▶ **DATASET ENTRIES**:
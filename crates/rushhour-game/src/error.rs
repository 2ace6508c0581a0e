use rushhour_core::{LevelError, MoveBlockReason};

/// Errors that can occur during a game session.
#[derive(Debug, derive_more::Display, derive_more::Error, derive_more::From)]
pub enum GameError {
    /// The level data could not be turned into a board.
    #[display("invalid level: {_0}")]
    #[from]
    Level(LevelError),
    /// The board rejected the move.
    #[display("move rejected: {_0}")]
    #[from]
    Blocked(MoveBlockReason),
    /// Moves are only accepted while the game is being played.
    #[display("game is not in progress")]
    NotPlaying,
    /// A saved game does not belong to the level it names.
    #[display("saved board does not match level {level}")]
    SnapshotMismatch {
        /// Id of the level named by the snapshot.
        level: u32,
    },
    /// The level pack has no level at this index.
    #[display("no level at index {index}")]
    UnknownLevel {
        /// Requested index.
        index: usize,
    },
    /// No level has been started yet.
    #[display("no level is loaded")]
    NoActiveGame,
}
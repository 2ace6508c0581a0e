//! The board: authoritative owner of vehicles and cell occupancy.

use std::{
    collections::BTreeMap,
    fmt::{self, Display},
};

use serde::{Deserialize, Serialize};

use crate::{
    BoardDescriptor, BoardError, Direction, LevelError, Move, MoveBlockReason, PlacementError,
    Position, Vehicle, VehicleDescriptor, VehicleId,
};

/// A rectangular board holding non-overlapping vehicles and a single exit.
///
/// The board keeps a per-cell occupancy grid derived from vehicle positions.
/// The grid is rebuilt after every mutation and is never edited on its own, so
/// it always equals the union of the vehicles' footprints.
///
/// Every mutating operation validates first and applies second: a rejected
/// call leaves the board exactly as it was.
///
/// # Examples
///
/// ```
/// use rushhour_core::{Board, Direction, Orientation, Position, Vehicle};
///
/// let mut board = Board::standard();
/// board.add_vehicle(Vehicle::player("player", 2, Position::new(2, 0))?)?;
/// board.add_vehicle(Vehicle::new(
///     "truck",
///     Orientation::Vertical,
///     3,
///     Position::new(0, 2),
///     false,
/// )?)?;
///
/// assert!(!board.can_move_vehicle("player", Direction::Right, 3));
/// board.move_vehicle("truck", Direction::Down, 3)?;
/// board.move_vehicle("player", Direction::Right, 4)?;
/// assert!(board.check_win_condition());
/// # Ok::<(), Box<dyn std::error::Error>>(())
/// ```
#[derive(Debug, Clone, PartialEq, Eq, Serialize, Deserialize)]
#[serde(try_from = "BoardDescriptor", into = "BoardDescriptor")]
pub struct Board {
    width: usize,
    height: usize,
    exit: Position,
    vehicles: BTreeMap<VehicleId, Vehicle>,
    grid: Vec<Option<VehicleId>>,
}

impl Default for Board {
    #[inline]
    fn default() -> Self {
        Self::standard()
    }
}

impl Board {
    /// Side length of the standard board.
    pub const STANDARD_SIZE: usize = 6;

    /// Exit cell of the standard board.
    pub const STANDARD_EXIT: Position = Position::new(2, 5);

    /// Largest accepted width or height.
    pub const MAX_SIZE: usize = 256;

    /// Creates an empty 6×6 board with its exit at `(2, 5)`.
    #[must_use]
    pub fn standard() -> Self {
        Self::empty(
            Self::STANDARD_SIZE,
            Self::STANDARD_SIZE,
            Self::STANDARD_EXIT,
        )
    }

    /// Creates an empty board.
    ///
    /// # Errors
    ///
    /// Returns [`BoardError::InvalidSize`] if either side is zero or larger
    /// than [`Board::MAX_SIZE`], and [`BoardError::ExitOutOfBounds`] if `exit`
    /// is not on the board.
    pub fn new(width: usize, height: usize, exit: Position) -> Result<Self, BoardError> {
        let valid_side = |side: usize| (1..=Self::MAX_SIZE).contains(&side);
        if !valid_side(width) || !valid_side(height) || width.checked_mul(height).is_none() {
            return Err(BoardError::InvalidSize { width, height });
        }
        let board = Self::empty(width, height, exit);
        if !board.in_bounds(exit) {
            return Err(BoardError::ExitOutOfBounds { exit });
        }
        Ok(board)
    }

    fn empty(width: usize, height: usize, exit: Position) -> Self {
        Self {
            width,
            height,
            exit,
            vehicles: BTreeMap::new(),
            grid: vec![None; width * height],
        }
    }

    /// Returns the number of columns.
    #[must_use]
    pub fn width(&self) -> usize {
        self.width
    }

    /// Returns the number of rows.
    #[must_use]
    pub fn height(&self) -> usize {
        self.height
    }

    /// Returns the cell the player's trailing edge has to reach.
    #[must_use]
    pub fn exit(&self) -> Position {
        self.exit
    }

    /// Returns `true` if `pos` lies on the board.
    #[must_use]
    #[inline]
    pub fn in_bounds(&self, pos: Position) -> bool {
        self.index(pos).is_some()
    }

    #[inline]
    fn index(&self, pos: Position) -> Option<usize> {
        let row = usize::try_from(pos.row()).ok()?;
        let col = usize::try_from(pos.col()).ok()?;
        (row < self.height && col < self.width).then_some(row * self.width + col)
    }

    /// Returns `true` if `pos` is off the board or covered by a vehicle.
    ///
    /// Out-of-bounds cells count as occupied so that a single predicate covers
    /// both walls and vehicles.
    #[must_use]
    pub fn is_occupied(&self, pos: Position) -> bool {
        self.index(pos).is_none_or(|i| self.grid[i].is_some())
    }

    /// Returns the id of the vehicle covering `pos`, if any.
    ///
    /// Out-of-bounds cells have no occupant.
    #[must_use]
    pub fn occupant(&self, pos: Position) -> Option<&VehicleId> {
        self.index(pos).and_then(|i| self.grid[i].as_ref())
    }

    /// Returns the vehicle covering `pos`, if any.
    #[must_use]
    pub fn vehicle_at(&self, pos: Position) -> Option<&Vehicle> {
        self.occupant(pos).and_then(|id| self.vehicles.get(id))
    }

    /// Returns the vehicle with the given id.
    #[must_use]
    pub fn vehicle(&self, id: &str) -> Option<&Vehicle> {
        self.vehicles.get(id)
    }

    /// Returns all vehicles, ordered by id.
    pub fn vehicles(&self) -> impl ExactSizeIterator<Item = &Vehicle> {
        self.vehicles.values()
    }

    /// Returns the number of vehicles on the board.
    #[must_use]
    pub fn vehicle_count(&self) -> usize {
        self.vehicles.len()
    }

    /// Returns the player vehicle.
    ///
    /// The vehicle is looked up on every call; the board keeps no separate
    /// reference to it.
    #[must_use]
    pub fn player_vehicle(&self) -> Option<&Vehicle> {
        self.vehicles.values().find(|v| v.is_player())
    }

    /// Checks whether `vehicle` could be added.
    ///
    /// # Errors
    ///
    /// See [`add_vehicle`](Self::add_vehicle).
    pub fn placement_capability(&self, vehicle: &Vehicle) -> Result<(), PlacementError> {
        if self.vehicles.contains_key(vehicle.id()) {
            return Err(PlacementError::DuplicateId {
                id: vehicle.id().clone(),
            });
        }
        if vehicle.is_player() {
            if let Some(existing) = self.player_vehicle() {
                return Err(PlacementError::SecondPlayer {
                    existing: existing.id().clone(),
                });
            }
            if !vehicle.orientation().is_horizontal() {
                return Err(PlacementError::VerticalPlayer);
            }
        }
        for cell in vehicle.occupied_cells() {
            if !self.in_bounds(cell) {
                return Err(PlacementError::OutOfBounds { cell });
            }
            if let Some(with) = self.occupant(cell) {
                return Err(PlacementError::Overlap { with: with.clone() });
            }
        }
        Ok(())
    }

    /// Adds a vehicle to the board.
    ///
    /// # Errors
    ///
    /// The board is left unchanged and one of these is returned:
    ///
    /// - [`PlacementError::DuplicateId`] if the id is already in use
    /// - [`PlacementError::SecondPlayer`] if a player vehicle is already present
    /// - [`PlacementError::VerticalPlayer`] for a vertical player vehicle
    /// - [`PlacementError::OutOfBounds`] if the footprint leaves the board
    /// - [`PlacementError::Overlap`] if the footprint hits another vehicle
    pub fn add_vehicle(&mut self, vehicle: Vehicle) -> Result<(), PlacementError> {
        if let Err(err) = self.placement_capability(&vehicle) {
            log::trace!("rejected placement of {vehicle}: {err}");
            return Err(err);
        }
        self.vehicles.insert(vehicle.id().clone(), vehicle);
        self.rebuild_grid();
        Ok(())
    }

    /// Removes a vehicle and returns it, or `None` if the id is unknown.
    pub fn remove_vehicle(&mut self, id: &str) -> Option<Vehicle> {
        let vehicle = self.vehicles.remove(id)?;
        self.rebuild_grid();
        Some(vehicle)
    }

    /// Checks whether a vehicle can slide `distance` cells in `direction`.
    ///
    /// # Errors
    ///
    /// Returns [`MoveBlockReason::UnknownVehicle`] for an unknown id, otherwise
    /// whatever [`Vehicle::move_capability`] reports.
    pub fn move_capability(
        &self,
        id: &str,
        direction: Direction,
        distance: u8,
    ) -> Result<(), MoveBlockReason> {
        let vehicle = self
            .vehicles
            .get(id)
            .ok_or_else(|| MoveBlockReason::UnknownVehicle { id: id.into() })?;
        vehicle.move_capability(direction, self, distance)
    }

    /// Returns `true` if the move is legal in the current state.
    #[must_use]
    pub fn can_move_vehicle(&self, id: &str, direction: Direction, distance: u8) -> bool {
        self.move_capability(id, direction, distance).is_ok()
    }

    /// Slides a vehicle, re-validating the move against the current state.
    ///
    /// # Errors
    ///
    /// Returns the reason the move is illegal; the board is unchanged.
    pub fn move_vehicle(
        &mut self,
        id: &str,
        direction: Direction,
        distance: u8,
    ) -> Result<(), MoveBlockReason> {
        if let Err(reason) = self.move_capability(id, direction, distance) {
            log::trace!("rejected move {id} {direction} {distance}: {reason}");
            return Err(reason);
        }
        if let Some(vehicle) = self.vehicles.get_mut(id) {
            vehicle.move_by(direction, distance);
        }
        self.rebuild_grid();
        Ok(())
    }

    /// Applies a [`Move`].
    ///
    /// # Errors
    ///
    /// Same as [`move_vehicle`](Self::move_vehicle).
    pub fn apply_move(&mut self, mv: &Move) -> Result<(), MoveBlockReason> {
        self.move_vehicle(mv.vehicle_id.as_str(), mv.direction, mv.distance)
    }

    /// Returns a new board with `mv` applied, leaving `self` untouched.
    ///
    /// This is the pure transition function over board states.
    ///
    /// # Errors
    ///
    /// Same as [`move_vehicle`](Self::move_vehicle).
    pub fn with_move(&self, mv: &Move) -> Result<Self, MoveBlockReason> {
        self.move_capability(mv.vehicle_id.as_str(), mv.direction, mv.distance)?;
        let mut next = self.clone();
        next.apply_move(mv)?;
        Ok(next)
    }

    /// Lists every legal slide from the current state.
    ///
    /// Vehicles are visited in id order, directions in [`Direction::ALL`]
    /// order, and distances in increasing order.
    #[must_use]
    pub fn legal_moves(&self) -> Vec<Move> {
        let mut moves = Vec::new();
        for vehicle in self.vehicles.values() {
            for direction in vehicle.orientation().directions() {
                let mut distance = 1;
                while vehicle.can_move(direction, self, distance) {
                    moves.push(Move::new(vehicle.id().clone(), direction, distance));
                    let Some(next) = distance.checked_add(1) else {
                        break;
                    };
                    distance = next;
                }
            }
        }
        moves
    }

    /// Returns a hashable key identifying the current vehicle arrangement.
    ///
    /// Only positions are included, in vehicle id order; ids, lengths and
    /// orientations never change between states of the same puzzle.
    #[must_use]
    pub fn state_key(&self) -> Vec<Position> {
        self.vehicles.values().map(Vehicle::position).collect()
    }

    /// Returns `true` when the player's trailing (rightmost) cell is on the exit.
    ///
    /// A player whose leading cell is next to the exit has not won yet; only
    /// the trailing cell counts.
    #[must_use]
    pub fn check_win_condition(&self) -> bool {
        self.player_vehicle().is_some_and(|player| {
            player.orientation().is_horizontal() && player.trailing_cell() == self.exit
        })
    }

    /// Alias for [`check_win_condition`](Self::check_win_condition).
    #[must_use]
    pub fn is_solved(&self) -> bool {
        self.check_win_condition()
    }

    /// Replaces every vehicle with ones built from `vehicles`.
    ///
    /// Dimensions and exit are kept. The replacement is built on the side and
    /// swapped in only if every descriptor is valid.
    ///
    /// # Errors
    ///
    /// Returns a [`LevelError`] describing the first invalid descriptor, or
    /// [`LevelError::MissingPlayer`]; the board is unchanged.
    pub fn reset(&mut self, vehicles: &[VehicleDescriptor]) -> Result<(), LevelError> {
        let mut next = Self::empty(self.width, self.height, self.exit);
        next.populate(vehicles)?;
        *self = next;
        Ok(())
    }

    pub(crate) fn populate(&mut self, vehicles: &[VehicleDescriptor]) -> Result<(), LevelError> {
        for descriptor in vehicles {
            let vehicle = Vehicle::try_from(descriptor)?;
            self.add_vehicle(vehicle)
                .map_err(|source| LevelError::Placement {
                    id: descriptor.id.clone(),
                    source,
                })?;
        }
        if self.player_vehicle().is_none() {
            return Err(LevelError::MissingPlayer);
        }
        Ok(())
    }

    fn rebuild_grid(&mut self) {
        self.grid.fill(None);
        for vehicle in self.vehicles.values() {
            for cell in vehicle.occupied_cells() {
                if let Some(i) = self.index(cell) {
                    self.grid[i] = Some(vehicle.id().clone());
                }
            }
        }
    }
}

impl TryFrom<BoardDescriptor> for Board {
    type Error = LevelError;

    fn try_from(descriptor: BoardDescriptor) -> Result<Self, Self::Error> {
        Self::try_from(&descriptor)
    }
}

impl TryFrom<&BoardDescriptor> for Board {
    type Error = LevelError;

    fn try_from(descriptor: &BoardDescriptor) -> Result<Self, Self::Error> {
        let mut board = Self::new(descriptor.width, descriptor.height, descriptor.exit())?;
        board.populate(&descriptor.vehicles)?;
        Ok(board)
    }
}

impl Display for Board {
    /// Renders one line per row: `.` for empty cells, `R` for the player, and
    /// the upper-cased first character of the id for other vehicles.
    fn fmt(&self, f: &mut fmt::Formatter<'_>) -> fmt::Result {
        for (i, row) in self.grid.chunks(self.width).enumerate() {
            if i > 0 {
                writeln!(f)?;
            }
            for cell in row {
                let ch = match cell.as_ref().and_then(|id| self.vehicles.get(id)) {
                    None => '.',
                    Some(vehicle) if vehicle.is_player() => 'R',
                    Some(vehicle) => vehicle
                        .id()
                        .as_str()
                        .chars()
                        .next()
                        .map_or('?', |c| c.to_ascii_uppercase()),
                };
                write!(f, "{ch}")?;
            }
        }
        Ok(())
    }
}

▶ **YOUR ASSIGNMENT**:
Give the lines again, exactly as they stand, from the beginning of the data through the line with "pub enum GameError".

▶ **RESULT FOR THIS TASK**:
filename crates/rushhour-game/src/error.rs
repository 2ace6508c0581a0e
use rushhour_core::{LevelError, MoveBlockReason};

/// Errors that can occur during a game session.
#[derive(Debug, derive_more::Display, derive_more::Error, derive_more::From)]
pub enum GameError {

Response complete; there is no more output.